After episode one though, you won’t see Tennant again. Instead, as the case grinds onwards, each part focuses loosely on a different protagonist, bouncing between Hyatt (desperate, with his wife, to have a child, something that could be put at risk by exposure to radiation – such as that being emitted by a man recently poisoned with it), Detective Superintendent Clive Timmons (Mark Bonnar, dialling down his usual silver fox vibe to excellent effect), who is put in charge of the case, and Marina, played touchingly and with dignity by Russian-American actress Margarita Levieva.

Breakthroughs are small, but significant. Polonium 210, the spectacularly deadly substance that has been found in Sacha’s system, leaves a trace everywhere it goes – what about the plane they flew in on? What about testing the teapots? It’s all astonishingly domestic scale for an international incident. The closest this comes to a Cold War thriller is a trip to Moscow undertaken by Detective Inspector Brian Tarpey (played with slovenly irascibility by Sam Troughton), during which he and his team are constantly watched, possibly mildly poisoned and certainly led a merry dance by the authorities. “If they’d have included mind games in the Olympics, [the Russians] would have swept the board,” notes their perky contact at the British embassy.

The increasingly ludicrous situations they’re ushered into while trying to interview the prime suspects, FSB officers Andrey Lugovoy, played by Rad Kaim, and Dmitri Kovtun (Aleksandr Mikic) are believable in their DIY ridiculousness. When they meet Kovtun, allegedly dying of polonium 210 poisoning at the hands of Litvinenko (the real Kovtun died earlier this year, apparently from Covid-19), he’s swathed in comedy bandages from head to toe, and could literally be anyone. As Dawson quips when they’re told after this farce that they’re to meet Lugovoy next, “Oh? Who’s playin’ him, Al Pacino?” (the dialogue is pleasingly ordinary; the acting restrained. Tarpey pronounces nuclear, ‘nucular’).

David Tennant as Litvinenko (itvx)

The 10 years that the case took to come to anything like fruition is conveyed largely by Marina’s changing hairstyle and Anatoly’s shift from small boy to young man, towering over his mother. The police investigation is shown to be dogged and determined, but hampered by higher-ups, concerned about international relations. Russia’s refusal to extradite Lugovoy and Kovtun creates its own dead end, until the only option is for Marina, and her barrister Ben Emerson (Stephen Campbell Moore), to go it alone.

We all know what happened in what might be called the end.

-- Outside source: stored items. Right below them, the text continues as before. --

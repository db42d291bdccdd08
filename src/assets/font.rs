//! Digit typeface loading
//!
//! A typeface is a small JSON document mapping each digit to a fixed-height
//! raster of `#` (ink) and `.` (blank) rows. The document can live on disk
//! or behind an http(s) URL:
//!
//! ```json
//! {
//!   "name": "blocky",
//!   "glyphs": {
//!     "0": ["###", "#.#", "#.#", "#.#", "###"],
//!     "1": [".#.", "##.", ".#.", ".#.", "###"]
//!   }
//! }
//! ```

use std::collections::HashMap;

use serde::Deserialize;

use super::AssetError;

/// Raw document shape, before validation
#[derive(Debug, Deserialize)]
struct TypefaceDoc {
    name: String,
    glyphs: HashMap<String, Vec<String>>,
}

/// The inked shape of one digit
#[derive(Debug, Clone)]
pub struct GlyphRaster {
    width: usize,
    rows: Vec<Vec<bool>>,
}

impl GlyphRaster {
    pub fn width(&self) -> usize {
        self.width
    }

    pub fn height(&self) -> usize {
        self.rows.len()
    }

    /// True when the cell at (row, col) is inked. Out-of-range reads are blank.
    pub fn is_set(&self, row: usize, col: usize) -> bool {
        self.rows
            .get(row)
            .map_or(false, |r| r.get(col).copied().unwrap_or(false))
    }
}

/// A validated typeface: every glyph the same height, `0` and `1` present
#[derive(Debug, Clone)]
pub struct DigitFace {
    name: String,
    height: usize,
    glyphs: HashMap<char, GlyphRaster>,
}

impl DigitFace {
    pub fn name(&self) -> &str {
        &self.name
    }

    /// Shared raster height, in rows
    pub fn line_height(&self) -> usize {
        self.height
    }

    pub fn glyph_count(&self) -> usize {
        self.glyphs.len()
    }

    pub fn raster(&self, digit: char) -> Option<&GlyphRaster> {
        self.glyphs.get(&digit)
    }
}

/// Parse and validate a typeface document
pub fn parse_typeface(json: &str) -> Result<DigitFace, AssetError> {
    let doc: TypefaceDoc = serde_json::from_str(json)?;

    let mut glyphs = HashMap::new();
    let mut height: Option<usize> = None;

    for (key, rows) in &doc.glyphs {
        let mut chars = key.chars();
        let (Some(digit), None) = (chars.next(), chars.next()) else {
            return Err(AssetError::InvalidTypeface(format!(
                "glyph key {:?} is not a single character",
                key
            )));
        };

        if rows.is_empty() {
            return Err(AssetError::InvalidTypeface(format!(
                "glyph '{}' has no rows",
                digit
            )));
        }
        match height {
            None => height = Some(rows.len()),
            Some(h) if h != rows.len() => {
                return Err(AssetError::InvalidTypeface(format!(
                    "glyph '{}' is {} rows tall, expected {}",
                    digit,
                    rows.len(),
                    h
                )));
            }
            Some(_) => {}
        }

        let width = rows[0].chars().count();
        if width == 0 {
            return Err(AssetError::InvalidTypeface(format!(
                "glyph '{}' has empty rows",
                digit
            )));
        }

        let mut grid = Vec::with_capacity(rows.len());
        for row in rows {
            if row.chars().count() != width {
                return Err(AssetError::InvalidTypeface(format!(
                    "glyph '{}' has ragged rows",
                    digit
                )));
            }
            let mut cells = Vec::with_capacity(width);
            for c in row.chars() {
                match c {
                    '#' => cells.push(true),
                    '.' => cells.push(false),
                    other => {
                        return Err(AssetError::InvalidTypeface(format!(
                            "glyph '{}' contains unexpected character '{}'",
                            digit, other
                        )));
                    }
                }
            }
            grid.push(cells);
        }

        glyphs.insert(digit, GlyphRaster { width, rows: grid });
    }

    for required in ['0', '1'] {
        if !glyphs.contains_key(&required) {
            return Err(AssetError::InvalidTypeface(format!(
                "missing glyph for '{}'",
                required
            )));
        }
    }

    Ok(DigitFace {
        name: doc.name,
        height: height.unwrap_or_default(),
        glyphs,
    })
}

/// Load a typeface from a local path or an http(s) URL
pub async fn load_typeface(source: &str) -> Result<DigitFace, AssetError> {
    let text = if is_url(source) {
        fetch_text(source).await?
    } else {
        tokio::fs::read_to_string(source)
            .await
            .map_err(|e| AssetError::Read {
                path: source.to_string(),
                source: e,
            })?
    };
    parse_typeface(&text)
}

fn is_url(source: &str) -> bool {
    source.starts_with("http://") || source.starts_with("https://")
}

async fn fetch_text(url: &str) -> Result<String, AssetError> {
    let response = reqwest::get(url)
        .await
        .and_then(|r| r.error_for_status())
        .map_err(|e| AssetError::Fetch {
            url: url.to_string(),
            source: e,
        })?;
    response.text().await.map_err(|e| AssetError::Fetch {
        url: url.to_string(),
        source: e,
    })
}
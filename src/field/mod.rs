//! The falling binary-code field
//!
//! A fixed set of '0'/'1' glyphs arranged in vertical columns around a
//! cylinder. Each column falls at its own speed; glyphs that drop below the
//! bottom bound teleport back to the top. Everything is created once and
//! mutated in place each frame.

mod rng;

pub use rng::Xorshift64;

use crate::config::SceneConfig;
use crate::math::Vec3;
use std::f64::consts::TAU;

/// Slowest per-frame fall speed a column can draw
pub const SPEED_MIN: f64 = 0.4;
/// Fastest per-frame fall speed a column can draw
pub const SPEED_MAX: f64 = 0.6;

/// One renderable binary digit
#[derive(Debug, Clone)]
pub struct Glyph {
    /// '0' or '1'
    pub digit: char,
    /// World position; x and z are fixed for the glyph's lifetime
    pub position: Vec3,
    /// Rotation around Y facing the cylinder axis, fixed at creation
    pub yaw: f64,
}

impl Glyph {
    /// Unit normal of the glyph plane (the direction the digit faces)
    pub fn facing(&self) -> Vec3 {
        Vec3::new(self.yaw.sin(), 0.0, self.yaw.cos())
    }
}

/// A vertical line of glyphs at one angle around the cylinder
#[derive(Debug, Clone)]
pub struct Column {
    /// Angular slot in radians
    pub angle: f64,
    /// Fall speed shared by every glyph in this column
    pub speed: f64,
    /// The column's glyphs, top to bottom at creation
    pub glyphs: Vec<Glyph>,
}

/// The whole field: all columns plus the vertical travel window
#[derive(Debug, Clone)]
pub struct GlyphField {
    columns: Vec<Column>,
    min_y: f64,
    max_y: f64,
}

impl GlyphField {
    /// A field with no glyphs; used until (or in case no) typeface arrives
    pub fn empty(min_y: f64, max_y: f64) -> Self {
        Self {
            columns: Vec::new(),
            min_y,
            max_y,
        }
    }

    /// Build the full field described by the scene config.
    ///
    /// Column `i` of `n` sits at angle `2π·i/n`; every column draws one
    /// speed from [SPEED_MIN, SPEED_MAX]; glyph `j` within a column starts
    /// at `max_y - j·(max_y - min_y)/numbers_per_line`, so the column is
    /// pre-spread over the window instead of spawning from a point.
    pub fn generate(config: &SceneConfig, rng: &mut Xorshift64) -> Self {
        let lines = config.number_of_lines;
        let per_line = config.numbers_per_line;
        let span = config.max_y - config.min_y;

        let mut columns = Vec::with_capacity(lines);
        for line in 0..lines {
            let angle = line as f64 / lines as f64 * TAU;
            let speed = rng.range(SPEED_MIN, SPEED_MAX);

            let x = config.cylinder_radius * angle.cos();
            let z = config.cylinder_radius * angle.sin();

            let mut glyphs = Vec::with_capacity(per_line);
            for slot in 0..per_line {
                let y = config.max_y - slot as f64 * (span / per_line as f64);
                let digit = if rng.coin() { '0' } else { '1' };

                // Face the cylinder axis at the glyph's own height, so the
                // look target shares its Y and the orientation is pure yaw.
                let position = Vec3::new(x, y, z);
                let toward_axis = Vec3::new(0.0, y, 0.0) - position;
                let yaw = toward_axis.x.atan2(toward_axis.z);

                glyphs.push(Glyph {
                    digit,
                    position,
                    yaw,
                });
            }

            columns.push(Column {
                angle,
                speed,
                glyphs,
            });
        }

        Self {
            columns,
            min_y: config.min_y,
            max_y: config.max_y,
        }
    }

    /// Advance every glyph one frame: fall by the column speed, teleport to
    /// the top bound after passing strictly below the bottom bound.
    pub fn step(&mut self) {
        for column in &mut self.columns {
            for glyph in &mut column.glyphs {
                glyph.position.y -= column.speed;
                if glyph.position.y < self.min_y {
                    glyph.position.y = self.max_y;
                }
            }
        }
    }

    /// All columns
    pub fn columns(&self) -> &[Column] {
        &self.columns
    }

    /// Flat view over every glyph, for rendering
    pub fn glyphs(&self) -> impl Iterator<Item = &Glyph> {
        self.columns.iter().flat_map(|column| column.glyphs.iter())
    }

    /// Total number of glyphs
    pub fn glyph_count(&self) -> usize {
        self.columns.iter().map(|column| column.glyphs.len()).sum()
    }

    /// True when no glyphs were generated
    pub fn is_empty(&self) -> bool {
        self.columns.is_empty()
    }

    /// The vertical travel window (min_y, max_y)
    pub fn bounds(&self) -> (f64, f64) {
        (self.min_y, self.max_y)
    }
}
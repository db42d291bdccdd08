//! Scene canvas widget for ratatui
//!
//! Projects the 3D scene into terminal cells. The glyph cylinder and the
//! padlock wireframe share a per-frame depth buffer so nearer geometry wins
//! the cell; depth and glyph orientation pick the brightness tier. Glyphs
//! that project tall enough are rasterized from the typeface, distant ones
//! collapse to a single digit character.

use anyhow::{Context, Result};
use ratatui::{
    buffer::Buffer,
    layout::Rect,
    style::{Color, Modifier, Style},
    widgets::{Block, Widget},
};

use crate::config::RenderConfig;
use crate::math::Vec3;
use crate::scene::{Camera, Scene, ViewTransform, LOCK_OFFSET_Y};

/// Terminal cells are roughly twice as tall as they are wide
const CELL_ASPECT: f64 = 0.5;

/// World-space height of one digit
const GLYPH_WORLD_SIZE: f64 = 3.0;

/// Projected glyphs at least this many rows tall draw from the typeface raster
const RASTER_THRESHOLD: f64 = 2.0;

/// Cap on rasterized glyph height, in rows
const MAX_RASTER_ROWS: usize = 10;

/// Colors resolved from the render configuration
#[derive(Debug, Clone, Copy)]
pub struct Palette {
    pub glyph: Color,
    pub lock: Color,
    pub background: Color,
}

impl Palette {
    pub fn from_config(render: &RenderConfig) -> Result<Self> {
        Ok(Palette {
            glyph: parse_color(&render.glyph_color)?,
            lock: parse_color(&render.lock_color)?,
            background: parse_color(&render.background)?,
        })
    }
}

fn parse_color(value: &str) -> Result<Color> {
    value
        .parse()
        .with_context(|| format!("not a recognized color: '{}'", value))
}

/// A widget that draws one frame of the scene
pub struct SceneView<'a> {
    scene: &'a Scene,
    palette: Palette,
    block: Option<Block<'a>>,
}

impl<'a> SceneView<'a> {
    pub fn new(scene: &'a Scene, palette: Palette) -> Self {
        Self {
            scene,
            palette,
            block: None,
        }
    }

    pub fn block(mut self, block: Block<'a>) -> Self {
        self.block = Some(block);
        self
    }

    /// Render the scene in the given area
    fn render_scene(&self, area: Rect, buf: &mut Buffer) {
        if area.width == 0 || area.height == 0 {
            return;
        }

        buf.set_style(area, Style::default().bg(self.palette.background));

        let camera = *self.scene.camera();
        let eye = self.scene.controls().eye();
        let view = camera.view_from(eye, Vec3::ZERO);

        // brightness spans the depth range of the glyph cylinder
        let radius = self.scene.config().scene.cylinder_radius;
        let dist = self.scene.controls().distance();
        let proj = Projection {
            camera,
            view,
            aspect: area.width as f64 * CELL_ASPECT / area.height as f64,
            cols: area.width as f64,
            rows: area.height as f64,
            near_z: (dist - radius).abs().max(camera.near()),
            far_z: dist + radius,
        };

        let mut depth = DepthBuffer::new(area.width, area.height);
        self.render_lock(&proj, area, buf, &mut depth);
        self.render_rain(&proj, area, buf, &mut depth);
    }

    fn render_rain(&self, proj: &Projection, area: Rect, buf: &mut Buffer, depth: &mut DepthBuffer) {
        let face = self.scene.typeface();
        let eye = proj.view.eye();

        for glyph in self.scene.field().glyphs() {
            let Some((cx, cy, z)) = proj.to_cells(glyph.position) else {
                continue;
            };

            // glyphs lose brightness with depth and with turning away
            let toward_eye = (eye - glyph.position).normalized();
            let facing = toward_eye.dot(glyph.facing()).clamp(0.0, 1.0);
            let lum = proj.luminance(z) * (0.4 + 0.6 * facing);
            let style = glyph_style(self.palette.glyph, lum);

            let rows_f = GLYPH_WORLD_SIZE * proj.camera.focal() / z * proj.rows * 0.5;
            let raster = face.and_then(|f| f.raster(glyph.digit));

            match raster {
                Some(raster) if rows_f >= RASTER_THRESHOLD => {
                    let rows = (rows_f.round() as usize).min(MAX_RASTER_ROWS);
                    let cols = ((rows as f64 * raster.width() as f64 / raster.height() as f64)
                        / CELL_ASPECT)
                        .round()
                        .max(1.0) as usize;
                    let x0 = (cx - cols as f64 / 2.0).floor() as i32;
                    let y0 = (cy - rows as f64 / 2.0).floor() as i32;

                    for rr in 0..rows {
                        let src_row = rr * raster.height() / rows;
                        for cc in 0..cols {
                            let src_col = cc * raster.width() / cols;
                            if raster.is_set(src_row, src_col) {
                                put_cell(
                                    area,
                                    buf,
                                    depth,
                                    x0 + cc as i32,
                                    y0 + rr as i32,
                                    z,
                                    '█',
                                    style,
                                );
                            }
                        }
                    }
                }
                _ => {
                    put_cell(
                        area,
                        buf,
                        depth,
                        cx.floor() as i32,
                        cy.floor() as i32,
                        z,
                        glyph.digit,
                        style,
                    );
                }
            }
        }
    }

    fn render_lock(&self, proj: &Projection, area: Rect, buf: &mut Buffer, depth: &mut DepthBuffer) {
        let Some(model) = self.scene.lock() else {
            return;
        };
        let rotation = self.scene.lock_rotation();
        let offset = Vec3::new(0.0, LOCK_OFFSET_Y, 0.0);
        let vertices = model.vertices();
        let style = Style::default().fg(self.palette.lock);

        for &(a, b) in model.edges() {
            let wa = (vertices[a] + offset).rotate_y(rotation);
            let wb = (vertices[b] + offset).rotate_y(rotation);

            let (Some((ax, ay, az)), Some((bx, by, bz))) =
                (proj.to_cells(wa), proj.to_cells(wb))
            else {
                continue;
            };

            // walk the longer cell axis so the line has no gaps
            let steps = (bx - ax).abs().max((by - ay).abs()).ceil().clamp(1.0, 2048.0) as usize;
            for i in 0..=steps {
                let t = i as f64 / steps as f64;
                let x = ax + (bx - ax) * t;
                let y = ay + (by - ay) * t;
                let z = az + (bz - az) * t;
                put_cell(
                    area,
                    buf,
                    depth,
                    x.floor() as i32,
                    y.floor() as i32,
                    z,
                    block_char(proj.luminance(z)),
                    style,
                );
            }
        }
    }
}

impl Widget for SceneView<'_> {
    fn render(self, area: Rect, buf: &mut Buffer) {
        let inner_area = match &self.block {
            Some(block) => {
                let inner = block.inner(area);
                block.clone().render(area, buf);
                inner
            }
            None => area,
        };

        self.render_scene(inner_area, buf);
    }
}

/// Everything needed to carry a world point into cell coordinates
struct Projection {
    camera: Camera,
    view: ViewTransform,
    aspect: f64,
    cols: f64,
    rows: f64,
    near_z: f64,
    far_z: f64,
}

impl Projection {
    /// Fractional cell coordinates plus view depth, `None` when clipped
    fn to_cells(&self, p: Vec3) -> Option<(f64, f64, f64)> {
        let v = self.view.to_view(p);
        let (nx, ny) = self.camera.project(v, self.aspect)?;
        let cx = (nx + 1.0) * 0.5 * self.cols;
        let cy = (1.0 - ny) * 0.5 * self.rows;
        Some((cx, cy, v.z))
    }

    /// 1 at the nearest rain depth, 0 at the farthest
    fn luminance(&self, depth: f64) -> f64 {
        if self.far_z <= self.near_z {
            return 1.0;
        }
        (1.0 - (depth - self.near_z) / (self.far_z - self.near_z)).clamp(0.0, 1.0)
    }
}

/// Per-frame depth buffer; the smallest depth wins the cell
struct DepthBuffer {
    width: usize,
    depths: Vec<f64>,
}

impl DepthBuffer {
    fn new(width: u16, height: u16) -> Self {
        DepthBuffer {
            width: width as usize,
            depths: vec![f64::INFINITY; width as usize * height as usize],
        }
    }

    /// True when `depth` is nearer than what the cell holds; records it
    fn test_and_set(&mut self, x: usize, y: usize, depth: f64) -> bool {
        let idx = y * self.width + x;
        if depth < self.depths[idx] {
            self.depths[idx] = depth;
            true
        } else {
            false
        }
    }
}

fn put_cell(
    area: Rect,
    buf: &mut Buffer,
    depth: &mut DepthBuffer,
    cx: i32,
    cy: i32,
    z: f64,
    symbol: char,
    style: Style,
) {
    if cx < 0 || cy < 0 || cx >= area.width as i32 || cy >= area.height as i32 {
        return;
    }
    if !depth.test_and_set(cx as usize, cy as usize, z) {
        return;
    }
    let cell = &mut buf[(area.x + cx as u16, area.y + cy as u16)];
    cell.set_char(symbol);
    cell.set_style(style);
}

/// Map luminance to a terminal-safe brightness tier
fn glyph_style(color: Color, lum: f64) -> Style {
    if lum > 0.66 {
        Style::default().fg(color).add_modifier(Modifier::BOLD)
    } else if lum > 0.40 {
        Style::default().fg(color)
    } else if lum > 0.20 {
        Style::default().fg(color).add_modifier(Modifier::DIM)
    } else {
        Style::default().fg(Color::DarkGray)
    }
}

/// Block shade for the wireframe, nearest to farthest
fn block_char(lum: f64) -> char {
    if lum > 0.75 {
        '█'
    } else if lum > 0.5 {
        '▓'
    } else if lum > 0.25 {
        '▒'
    } else {
        '░'
    }
}

#[cfg(test)]
mod tests {
    use super::*;
    use crate::assets::{parse_typeface, LockModel};
    use crate::config::LockrainConfig;

    fn test_scene() -> Scene {
        let mut config = LockrainConfig::default();
        config.scene.number_of_lines = 8;
        config.scene.numbers_per_line = 4;
        config.scene.seed = Some(3);

        let mut scene = Scene::new(config);
        scene.install_typeface(
            parse_typeface(
                r####"{"name": "t", "glyphs": {
                    "0": ["###", "#.#", "#.#", "#.#", "###"],
                    "1": [".#.", "##.", ".#.", ".#.", "###"]
                }}"####,
            )
            .unwrap(),
        );
        scene
    }

    fn default_palette() -> Palette {
        Palette::from_config(&RenderConfig::default()).unwrap()
    }

    #[test]
    fn test_palette_from_default_config() {
        let palette = default_palette();

        assert_eq!(palette.glyph, Color::Green);
        assert_eq!(palette.lock, Color::White);
        assert_eq!(palette.background, Color::Rgb(0x18, 0x18, 0x18));
    }

    #[test]
    fn test_palette_rejects_unknown_color() {
        let mut render = RenderConfig::default();
        render.glyph_color = "chartreuse-ish".to_string();

        assert!(Palette::from_config(&render).is_err());
    }

    #[test]
    fn test_depth_buffer_nearer_wins() {
        let mut depth = DepthBuffer::new(4, 4);

        assert!(depth.test_and_set(1, 1, 50.0));
        assert!(depth.test_and_set(1, 1, 10.0));
        assert!(!depth.test_and_set(1, 1, 30.0));
        assert!(depth.test_and_set(2, 1, 30.0));
    }

    #[test]
    fn test_render_draws_glyphs_over_background() {
        let scene = test_scene();
        let area = Rect::new(0, 0, 40, 20);
        let mut buf = Buffer::empty(area);

        SceneView::new(&scene, default_palette()).render(area, &mut buf);

        let mut inked = 0;
        for y in 0..20 {
            for x in 0..40 {
                let cell = &buf[(x, y)];
                assert_eq!(cell.bg, Color::Rgb(0x18, 0x18, 0x18));
                if cell.symbol() != " " {
                    inked += 1;
                    let ch = cell.symbol().chars().next().unwrap();
                    assert!(matches!(ch, '0' | '1' | '█'));
                }
            }
        }
        assert!(inked > 0);
    }

    #[test]
    fn test_render_without_assets_is_blank() {
        let scene = Scene::new(LockrainConfig::default());
        let area = Rect::new(0, 0, 30, 12);
        let mut buf = Buffer::empty(area);

        SceneView::new(&scene, default_palette()).render(area, &mut buf);

        for y in 0..12 {
            for x in 0..30 {
                assert_eq!(buf[(x, y)].symbol(), " ");
            }
        }
    }

    #[test]
    fn test_render_lock_wireframe() {
        let mut config = LockrainConfig::default();
        config.scene.seed = Some(1);
        let mut scene = Scene::new(config);
        // a simple quad in front of the camera once offset and spun
        scene.install_lock(
            LockModel::parse_obj(
                "v -10 10 0\nv 10 10 0\nv 10 30 0\nv -10 30 0\nf 1 2 3 4\n",
            )
            .unwrap(),
        );

        let area = Rect::new(0, 0, 60, 24);
        let mut buf = Buffer::empty(area);
        SceneView::new(&scene, default_palette()).render(area, &mut buf);

        let mut shaded = 0;
        for y in 0..24 {
            for x in 0..60 {
                let ch = buf[(x, y)].symbol();
                if ch == "█" || ch == "▓" || ch == "▒" || ch == "░" {
                    shaded += 1;
                }
            }
        }
        assert!(shaded > 0);
    }

    #[test]
    fn test_render_with_block() {
        let scene = test_scene();
        let area = Rect::new(0, 0, 40, 20);
        let mut buf = Buffer::empty(area);

        SceneView::new(&scene, default_palette())
            .block(Block::bordered().title(" lockrain "))
            .render(area, &mut buf);
        // Should not panic
    }

    #[test]
    fn test_zero_area_render() {
        let scene = test_scene();
        let area = Rect::new(0, 0, 0, 0);
        let mut buf = Buffer::empty(area);
        SceneView::new(&scene, default_palette()).render(area, &mut buf);
        // Should not panic
    }

    #[test]
    fn test_glyph_style_tiers() {
        let bright = glyph_style(Color::Green, 0.9);
        assert!(bright.add_modifier.contains(Modifier::BOLD));

        let mid = glyph_style(Color::Green, 0.5);
        assert_eq!(mid.fg, Some(Color::Green));
        assert!(!mid.add_modifier.contains(Modifier::BOLD));

        let dim = glyph_style(Color::Green, 0.3);
        assert!(dim.add_modifier.contains(Modifier::DIM));

        let faint = glyph_style(Color::Green, 0.05);
        assert_eq!(faint.fg, Some(Color::DarkGray));
    }

    #[test]
    fn test_block_char_tiers() {
        assert_eq!(block_char(1.0), '█');
        assert_eq!(block_char(0.6), '▓');
        assert_eq!(block_char(0.3), '▒');
        assert_eq!(block_char(0.0), '░');
    }
}
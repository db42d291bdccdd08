//! Configuration schema definitions

use anyhow::{bail, Result};
use ratatui::style::Color;
use serde::{Deserialize, Serialize};

/// Main configuration for lockrain
#[derive(Debug, Clone, Default, Serialize, Deserialize)]
pub struct LockrainConfig {
    /// Glyph cylinder geometry and bounds
    #[serde(default)]
    pub scene: SceneConfig,

    /// Camera and orbit-control settings
    #[serde(default)]
    pub camera: CameraConfig,

    /// Terminal rendering settings
    #[serde(default)]
    pub render: RenderConfig,

    /// Asset locations
    #[serde(default)]
    pub assets: AssetsConfig,
}

impl LockrainConfig {
    /// Validate the configuration
    pub fn validate(&self) -> Result<()> {
        if self.scene.cylinder_radius <= 0.0 {
            bail!("cylinder_radius must be positive");
        }
        if self.scene.number_of_lines == 0 {
            bail!("number_of_lines must be at least 1");
        }
        if self.scene.numbers_per_line == 0 {
            bail!("numbers_per_line must be at least 1");
        }
        if self.scene.min_y >= self.scene.max_y {
            bail!("min_y must be below max_y");
        }

        if !(1.0..180.0).contains(&self.camera.fov_degrees) {
            bail!("fov_degrees must be between 1 and 180");
        }
        if self.camera.min_distance <= 0.0 {
            bail!("min_distance must be positive");
        }
        if self.camera.min_distance > self.camera.max_distance {
            bail!("min_distance must not exceed max_distance");
        }
        if self.camera.distance < self.camera.min_distance
            || self.camera.distance > self.camera.max_distance
        {
            bail!("camera distance must lie within [min_distance, max_distance]");
        }
        if self.camera.damping <= 0.0 || self.camera.damping > 1.0 {
            bail!("damping must be in (0.0, 1.0]");
        }

        if self.render.fps < 1 || self.render.fps > 120 {
            bail!("fps must be between 1 and 120");
        }
        for (name, value) in [
            ("glyph_color", &self.render.glyph_color),
            ("lock_color", &self.render.lock_color),
            ("background", &self.render.background),
        ] {
            if value.parse::<Color>().is_err() {
                bail!("{} is not a recognized color: '{}'", name, value);
            }
        }

        if self.assets.typeface.is_empty() {
            bail!("assets.typeface must not be empty");
        }
        if self.assets.model.is_empty() {
            bail!("assets.model must not be empty");
        }

        Ok(())
    }
}

/// Glyph cylinder geometry
#[derive(Debug, Clone, Serialize, Deserialize)]
pub struct SceneConfig {
    /// Radius of the cylinder the rain falls along (default: 75)
    #[serde(default = "default_cylinder_radius")]
    pub cylinder_radius: f64,

    /// Glyphs per vertical line (default: 40)
    #[serde(default = "default_numbers_per_line")]
    pub numbers_per_line: usize,

    /// Number of vertical lines around the cylinder (default: 100)
    #[serde(default = "default_number_of_lines")]
    pub number_of_lines: usize,

    /// Bottom of the vertical travel window (default: -120)
    #[serde(default = "default_min_y")]
    pub min_y: f64,

    /// Top of the vertical travel window (default: 120)
    #[serde(default = "default_max_y")]
    pub max_y: f64,

    /// RNG seed for column speeds and digits (None = seed from the clock)
    pub seed: Option<u64>,
}

fn default_cylinder_radius() -> f64 { 75.0 }
fn default_numbers_per_line() -> usize { 40 }
fn default_number_of_lines() -> usize { 100 }
fn default_min_y() -> f64 { -120.0 }
fn default_max_y() -> f64 { 120.0 }

impl Default for SceneConfig {
    fn default() -> Self {
        Self {
            cylinder_radius: default_cylinder_radius(),
            numbers_per_line: default_numbers_per_line(),
            number_of_lines: default_number_of_lines(),
            min_y: default_min_y(),
            max_y: default_max_y(),
            seed: None,
        }
    }
}

/// Camera and orbit-control settings
#[derive(Debug, Clone, Serialize, Deserialize)]
pub struct CameraConfig {
    /// Vertical field of view in degrees (default: 75)
    #[serde(default = "default_fov")]
    pub fov_degrees: f64,

    /// Initial distance from the scene center (default: 70)
    #[serde(default = "default_distance")]
    pub distance: f64,

    /// Closest allowed zoom (default: 35)
    #[serde(default = "default_min_distance")]
    pub min_distance: f64,

    /// Farthest allowed zoom (default: 70)
    #[serde(default = "default_max_distance")]
    pub max_distance: f64,

    /// Orbit damping factor in (0, 1] (default: 0.1)
    #[serde(default = "default_damping")]
    pub damping: f64,
}

fn default_fov() -> f64 { 75.0 }
fn default_distance() -> f64 { 70.0 }
fn default_min_distance() -> f64 { 35.0 }
fn default_max_distance() -> f64 { 70.0 }
fn default_damping() -> f64 { 0.1 }

impl Default for CameraConfig {
    fn default() -> Self {
        Self {
            fov_degrees: default_fov(),
            distance: default_distance(),
            min_distance: default_min_distance(),
            max_distance: default_max_distance(),
            damping: default_damping(),
        }
    }
}

/// Terminal rendering settings
#[derive(Debug, Clone, Serialize, Deserialize)]
pub struct RenderConfig {
    /// Animation ticks per second (default: 30)
    #[serde(default = "default_fps")]
    pub fps: u32,

    /// Color of the falling digits (default: green)
    #[serde(default = "default_glyph_color")]
    pub glyph_color: String,

    /// Color of the padlock wireframe (default: white)
    #[serde(default = "default_lock_color")]
    pub lock_color: String,

    /// Background color (default: #181818)
    #[serde(default = "default_background")]
    pub background: String,
}

fn default_fps() -> u32 { 30 }
fn default_glyph_color() -> String { "green".to_string() }
fn default_lock_color() -> String { "white".to_string() }
fn default_background() -> String { "#181818".to_string() }

impl Default for RenderConfig {
    fn default() -> Self {
        Self {
            fps: default_fps(),
            glyph_color: default_glyph_color(),
            lock_color: default_lock_color(),
            background: default_background(),
        }
    }
}

/// Asset locations
#[derive(Debug, Clone, Serialize, Deserialize)]
pub struct AssetsConfig {
    /// Digit typeface: a local path or an http(s) URL (default: assets/typeface.json)
    #[serde(default = "default_typeface")]
    pub typeface: String,

    /// Padlock wireframe model path (default: assets/padlock.obj)
    #[serde(default = "default_model")]
    pub model: String,
}

fn default_typeface() -> String { "assets/typeface.json".to_string() }
fn default_model() -> String { "assets/padlock.obj".to_string() }

impl Default for AssetsConfig {
    fn default() -> Self {
        Self {
            typeface: default_typeface(),
            model: default_model(),
        }
    }
}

On January 21, 2016, a 328 page report was published, and Theresa May, then Home Secretary, gave a statement to parliament confirming the inquiry’s findings that Litvinenko was “deliberately poisoned by Andrey Lugovoy and Dmitri Kovtun” and that they were very likely acting under the direction of the FSB, with the knowledge of President Putin. As if, by then, any of us thought otherwise.

It’s the details that keep you watching – Sacha’s touching faith in the British police and state (to be fair, the comparison is pretty stark). The description of polonium 210 as “commonly accepted to be the most dangerous substance known to man”. Two police protection officers pouring their tea straight down the sink as soon as Marina, who has been taken with Anatoly to a safe house owned by family friend Boris Berezovsky, leaves the room.

What sticks with you is the perpetrators’ casual disregard for human life. This was, as Kay has said, essentially a chemical attack on a British high street. They left traces of polonium 210 at an Itsu, in a hotel toilet, in a sodding restaurant teapot, to be used again and again and again. A substance that can kill a man if he ingests an amount equivalent to less than a grain of sand.

A doctor, part of the hazmat-suited team (they look like Teletubby dinosaurs) that performs “the most dangerous post-mortem ever undertaken in the western world”, tells Timmons “You’ll need a lead coffin, is the other thing.”

“All organs suffered severe atrophy,” he continues, explaining his findings, “resulting in an almost total state of internal... you know.”

“...No,” says Timmons.

“Well... sludge,” comes the reply.

Jesus. I can’t stop thinking about it.